Rapidity density distributions of identified particles and light nuclei in Au+Au collisions at $\sqrt{s_{NN}}$ = 3 GeV using Boltzmann-Gibbs thermodynamics and its implication

摘要: We investigate the rapidity density distributions of identified particles and light nuclei produced in Au+Au collisions at $\sqrt{s_{NN}}$ = 3 GeV, measured by the STAR experiment at the BNL Relativistic Heavy Ion Collider (RHIC), using a fireball model with Boltzmann-Gibbs thermodynamics. The fireball model provides a satisfactory description of the experimental data for identified mesons and baryons across all centrality classes.

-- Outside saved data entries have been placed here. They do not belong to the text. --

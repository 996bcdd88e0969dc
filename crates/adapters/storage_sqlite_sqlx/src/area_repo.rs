//! `SQLite` implementation of [`AreaRepository`].

use std::future::Future;
use std::str::FromStr;

use sqlx::sqlite::SqliteRow;
use sqlx::{FromRow, Row, SqlitePool};

use filpilote_app::ports::AreaRepository;
use filpilote_domain::area::Area;
use filpilote_domain::error::{FilPiloteError, NotFoundError, ValidationError};
use filpilote_domain::id::{AreaId, LineId};
use filpilote_domain::line::LineHandle;
use filpilote_domain::mode::Mode;

use crate::error::StorageError;

/// Wrapper for converting database rows into domain [`Area`].
struct Wrapper(Area);

impl Wrapper {
    fn maybe(value: Option<Self>) -> Option<Area> {
        value.map(|w| w.0)
    }
}

fn decode<T, E>(value: &str) -> Result<T, sqlx::Error>
where
    T: FromStr<Err = E>,
    E: std::error::Error + Send + Sync + 'static,
{
    T::from_str(value).map_err(|err| sqlx::Error::Decode(Box::new(err)))
}

fn line_from_row(row: &SqliteRow, prefix: &str) -> Result<LineHandle, sqlx::Error> {
    let id: String = row.try_get(format!("{prefix}_id").as_str())?;
    Ok(LineHandle {
        id: decode::<LineId, _>(&id)?,
        name: row.try_get(format!("{prefix}_name").as_str())?,
        line: row.try_get(format!("{prefix}_line").as_str())?,
    })
}

impl<'r> FromRow<'r, SqliteRow> for Wrapper {
    fn from_row(row: &'r SqliteRow) -> Result<Self, sqlx::Error> {
        let id: String = row.try_get("id")?;
        let name: String = row.try_get("name")?;
        let mode: String = row.try_get("mode")?;

        Ok(Self(Area {
            id: decode::<AreaId, _>(&id)?,
            name,
            mode: decode::<Mode, _>(&mode)?,
            line_a: line_from_row(row, "line_a")?,
            line_b: line_from_row(row, "line_b")?,
        }))
    }
}

const INSERT: &str = "INSERT INTO areas (id, name, mode, line_a_id, line_a_name, line_a_line, line_b_id, line_b_name, line_b_line) VALUES (?, ?, ?, ?, ?, ?, ?, ?, ?)";
const SELECT_BY_ID: &str = "SELECT * FROM areas WHERE id = ?";
const SELECT_BY_NAME: &str = "SELECT * FROM areas WHERE name = ?";
const SELECT_ALL: &str = "SELECT * FROM areas ORDER BY name";
const UPDATE_MODE: &str = "UPDATE areas SET mode = ? WHERE id = ?";
const DELETE_BY_ID: &str = "DELETE FROM areas WHERE id = ?";

/// `SQLite`-backed area repository.
pub struct SqliteAreaRepository {
    pool: SqlitePool,
}

impl SqliteAreaRepository {
    /// Create a new repository using the given connection pool.
    #[must_use]
    pub fn new(pool: SqlitePool) -> Self {
        Self { pool }
    }
}

impl AreaRepository for SqliteAreaRepository {
    fn create(&self, area: Area) -> impl Future<Output = Result<Area, FilPiloteError>> + Send {
        let pool = self.pool.clone();
        async move {
            let result = sqlx::query(INSERT)
                .bind(area.id.to_string())
                .bind(&area.name)
                .bind(area.mode.as_str())
                .bind(area.line_a.id.to_string())
                .bind(&area.line_a.name)
                .bind(&area.line_a.line)
                .bind(area.line_b.id.to_string())
                .bind(&area.line_b.name)
                .bind(&area.line_b.line)
                .execute(&pool)
                .await;

            match result {
                Ok(_) => Ok(area),
                Err(sqlx::Error::Database(err)) if err.is_unique_violation() => {
                    Err(ValidationError::DuplicateName(area.name).into())
                }
                Err(err) => Err(StorageError::from(err).into()),
            }
        }
    }

    fn get_by_id(
        &self,
        id: AreaId,
    ) -> impl Future<Output = Result<Option<Area>, FilPiloteError>> + Send {
        let pool = self.pool.clone();
        async move {
            let row: Option<Wrapper> = sqlx::query_as(SELECT_BY_ID)
                .bind(id.to_string())
                .fetch_optional(&pool)
                .await
                .map_err(StorageError::from)?;

            Ok(Wrapper::maybe(row))
        }
    }

    fn find_by_name(
        &self,
        name: &str,
    ) -> impl Future<Output = Result<Option<Area>, FilPiloteError>> + Send {
        let pool = self.pool.clone();
        let name = name.to_string();
        async move {
            let row: Option<Wrapper> = sqlx::query_as(SELECT_BY_NAME)
                .bind(name)
                .fetch_optional(&pool)
                .await
                .map_err(StorageError::from)?;

            Ok(Wrapper::maybe(row))
        }
    }

    fn get_all(&self) -> impl Future<Output = Result<Vec<Area>, FilPiloteError>> + Send {
        let pool = self.pool.clone();
        async move {
            let rows: Vec<Wrapper> = sqlx::query_as(SELECT_ALL)
                .fetch_all(&pool)
                .await
                .map_err(StorageError::from)?;

            Ok(rows.into_iter().map(|w| w.0).collect())
        }
    }

    fn update_mode(
        &self,
        id: AreaId,
        mode: Mode,
    ) -> impl Future<Output = Result<(), FilPiloteError>> + Send {
        let pool = self.pool.clone();
        async move {
            let result = sqlx::query(UPDATE_MODE)
                .bind(mode.as_str())
                .bind(id.to_string())
                .execute(&pool)
                .await
                .map_err(StorageError::from)?;

            if result.rows_affected() == 0 {
                return Err(NotFoundError {
                    entity: "Area",
                    id: id.to_string(),
                }
                .into());
            }
            Ok(())
        }
    }

    fn delete(&self, id: AreaId) -> impl Future<Output = Result<(), FilPiloteError>> + Send {
        let pool = self.pool.clone();
        async move {
            sqlx::query(DELETE_BY_ID)
                .bind(id.to_string())
                .execute(&pool)
                .await
                .map_err(StorageError::from)?;

            Ok(())
        }
    }
}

This overall consistency demonstrates that the fireball model with Boltzmann-Gibbs thermodynamics offers a coherent framework for characterizing the system's thermal and longitudinal dynamical properties in Au+Au collisions at $\sqrt{s_{NN}}$ = 3 GeV. While the model reasonably reproduces the rapidity density distributions of deuterons ($d$) produced in central and semi-central collisions, it fails to reproduce their rapidity density distributions in peripheral collisions, as well as those for heavier light nuclei with $A\ge 3$. These results imply that light nuclei produced in high-energy heavy-ion collisions originate from a different particle production mechanism than the identified hadrons, which indirectly supports the nucleon coalescence mechanism for light nuclei production.